Figure 5. CAV1 high expressing human satellite cell phenotypes.
(a) Feature plots displaying localized CAV1 gene expression within the 2D UMAP space as shown in Figure 1b. Each dot represents a single cell. Deeper purple coloration represents increased expression. (b) Immunofluorescence staining of human satellite cells for CAV1 within sections of human muscle. Lavender arrows denote human satellite cells that are positive for the marker (scale, 50 µm). White arrowheads mark satellite cells that are negative for expression of the marker. (n = 3, biological replicates). (c) Bar plot displaying the quantification CAV1 expression of PAX7+ human satellite cells with both immunofluorescence staining and flow cytometry. (n ≥ 3, biological replicates).

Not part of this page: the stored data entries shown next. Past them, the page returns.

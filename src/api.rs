//! Convenience functions using the default configuration.
//!
//! Every function returns [`ERROR`] (`u64::MAX`) instead of an error; use
//! [`PrimeSieve`] or [`ParallelPrimeSieve`] to get the [`Error`] itself.
//!
//! [`Error`]: crate::Error

use std::io;
use std::sync::atomic::{AtomicU64, Ordering};

use tracing::warn;

use crate::config::{SieveConfig, Threads};
use crate::error::Result;
use crate::extract::TupletClass;
use crate::parallel::ParallelPrimeSieve;
use crate::prime_sieve::{self, PrimeSieve};
use crate::storage::PrimeWriter;

/// Returned by every function of this module on failure.
pub const ERROR: u64 = u64::MAX;

fn sentinel(result: Result<u64>) -> u64 {
    result.unwrap_or_else(|e| {
        warn!(error = %e, "sieve call failed");
        ERROR
    })
}

fn parallel(threads: Threads) -> Result<ParallelPrimeSieve> {
    ParallelPrimeSieve::with_config(SieveConfig::new().threads(threads))
}

pub fn count_primes(start: u64, stop: u64) -> u64 {
    sentinel(PrimeSieve::new().count(start, stop, TupletClass::Primes))
}

pub fn count_twins(start: u64, stop: u64) -> u64 {
    sentinel(PrimeSieve::new().count(start, stop, TupletClass::Twins))
}

pub fn count_triplets(start: u64, stop: u64) -> u64 {
    sentinel(PrimeSieve::new().count(start, stop, TupletClass::Triplets))
}

pub fn count_quadruplets(start: u64, stop: u64) -> u64 {
    sentinel(PrimeSieve::new().count(start, stop, TupletClass::Quadruplets))
}

pub fn count_quintuplets(start: u64, stop: u64) -> u64 {
    sentinel(PrimeSieve::new().count(start, stop, TupletClass::Quintuplets))
}

pub fn count_sextuplets(start: u64, stop: u64) -> u64 {
    sentinel(PrimeSieve::new().count(start, stop, TupletClass::Sextuplets))
}

pub fn count_septuplets(start: u64, stop: u64) -> u64 {
    sentinel(PrimeSieve::new().count(start, stop, TupletClass::Septuplets))
}

/// Counts on `threads` threads; [`Threads::All`] uses every core.
pub fn parallel_count_primes(start: u64, stop: u64, threads: Threads) -> u64 {
    sentinel(parallel(threads).and_then(|sieve| sieve.count(start, stop, TupletClass::Primes)))
}

pub fn parallel_count_twins(start: u64, stop: u64, threads: Threads) -> u64 {
    sentinel(parallel(threads).and_then(|sieve| sieve.count(start, stop, TupletClass::Twins)))
}

pub fn parallel_count_triplets(start: u64, stop: u64, threads: Threads) -> u64 {
    sentinel(parallel(threads).and_then(|sieve| sieve.count(start, stop, TupletClass::Triplets)))
}

pub fn parallel_count_quadruplets(start: u64, stop: u64, threads: Threads) -> u64 {
    sentinel(parallel(threads).and_then(|sieve| sieve.count(start, stop, TupletClass::Quadruplets)))
}

pub fn parallel_count_quintuplets(start: u64, stop: u64, threads: Threads) -> u64 {
    sentinel(parallel(threads).and_then(|sieve| sieve.count(start, stop, TupletClass::Quintuplets)))
}

pub fn parallel_count_sextuplets(start: u64, stop: u64, threads: Threads) -> u64 {
    sentinel(parallel(threads).and_then(|sieve| sieve.count(start, stop, TupletClass::Sextuplets)))
}

pub fn parallel_count_septuplets(start: u64, stop: u64, threads: Threads) -> u64 {
    sentinel(parallel(threads).and_then(|sieve| sieve.count(start, stop, TupletClass::Septuplets)))
}

/// The `n`-th prime `>= start`.
pub fn nth_prime(n: u64, start: u64) -> u64 {
    sentinel(PrimeSieve::new().nth_prime(n, start))
}

pub fn parallel_nth_prime(n: u64, start: u64, threads: Threads) -> u64 {
    sentinel(parallel(threads).and_then(|sieve| sieve.nth_prime(n, start)))
}

/// Calls `f` for every prime in `[start, stop]` in increasing order and
/// returns how many there were.
pub fn callback_primes<F>(start: u64, stop: u64, mut f: F) -> u64
where
    F: FnMut(u64),
{
    let mut n = 0;
    let result = PrimeSieve::new().for_each_prime(start, stop, |p| {
        n += 1;
        f(p);
    });
    sentinel(result.map(|()| n))
}

/// Calls `f(prime, worker)` from several threads, in no particular order
/// across workers, and returns how many primes there were.
pub fn parallel_callback_primes<F>(start: u64, stop: u64, threads: Threads, f: F) -> u64
where
    F: Fn(u64, usize) + Sync,
{
    let n = AtomicU64::new(0);
    let result = parallel(threads).and_then(|sieve| {
        sieve.for_each_prime(start, stop, |p, worker| {
            n.fetch_add(1, Ordering::Relaxed);
            f(p, worker);
        })
    });
    sentinel(result.map(|()| n.load(Ordering::Relaxed)))
}

fn print(start: u64, stop: u64, class: TupletClass) -> u64 {
    let stdout = io::stdout();
    let mut writer = PrimeWriter::new(stdout.lock());
    let result = PrimeSieve::new().for_each_tuplet(start, stop, class, |members| {
        if members.len() == 1 {
            writer.write_prime(members[0]);
        } else {
            writer.write_tuplet(members);
        }
    });
    sentinel(result.and_then(|()| Ok(writer.finish()?)))
}

/// Prints the primes in `[start, stop]` to stdout, one per line, and
/// returns how many were printed.
pub fn print_primes(start: u64, stop: u64) -> u64 {
    print(start, stop, TupletClass::Primes)
}

pub fn print_twins(start: u64, stop: u64) -> u64 {
    print(start, stop, TupletClass::Twins)
}

pub fn print_triplets(start: u64, stop: u64) -> u64 {
    print(start, stop, TupletClass::Triplets)
}

pub fn print_quadruplets(start: u64, stop: u64) -> u64 {
    print(start, stop, TupletClass::Quadruplets)
}

pub fn print_quintuplets(start: u64, stop: u64) -> u64 {
    print(start, stop, TupletClass::Quintuplets)
}

pub fn print_sextuplets(start: u64, stop: u64) -> u64 {
    print(start, stop, TupletClass::Sextuplets)
}

pub fn print_septuplets(start: u64, stop: u64) -> u64 {
    print(start, stop, TupletClass::Septuplets)
}

pub fn max_stop() -> u64 {
    prime_sieve::max_stop()
}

Data presented as mean ± SEM. (d) Representative flow cytometry profiles from the isolation of CXCR4/CD29/CD56 human satellite cells based on expression of CAV1. (e) Representative back-gating of CAV1+ (red) and CAV1- (blue) cells, demonstrating overlap of profiles within prior gates. (n = 3, biological replicates). (f). CAV1 gene expression in sorted CAV1- and CAV1+l satellite cells (n = 3, biological replicates) *p<0.05. (g) Morphology of sorted CAV1- and CAV1+ satellite cells stained with CellTracker Green 4.6 days after isolation (scale, 20µm). (h) Timelapse analysis to assess time to first division. Quantification of the percentage of cells dividing in the first 6 days after isolation (n = 4, biological replicates, *p<0.05, mean ± SEM). (i) Percentage of cells expressing Ki67 3 days after isolation (n = 3, biological replicates, *p<0.05). (j) Immunnofluorescence staining of MYOD 3 days after isolation (scale, 10 µm). (k) Quantification of MYOD expression at day 3 in vitro (n = 4, biological replicates, **p<0.01, mean ± SEM). Comparisons of CAV1+ and CAV1- satellite cells are from the same donor in each individual experiment.
Figure 5—figure supplement 1. PAX7 analysis of CAV1- and CAV1+l sorted satellite cells.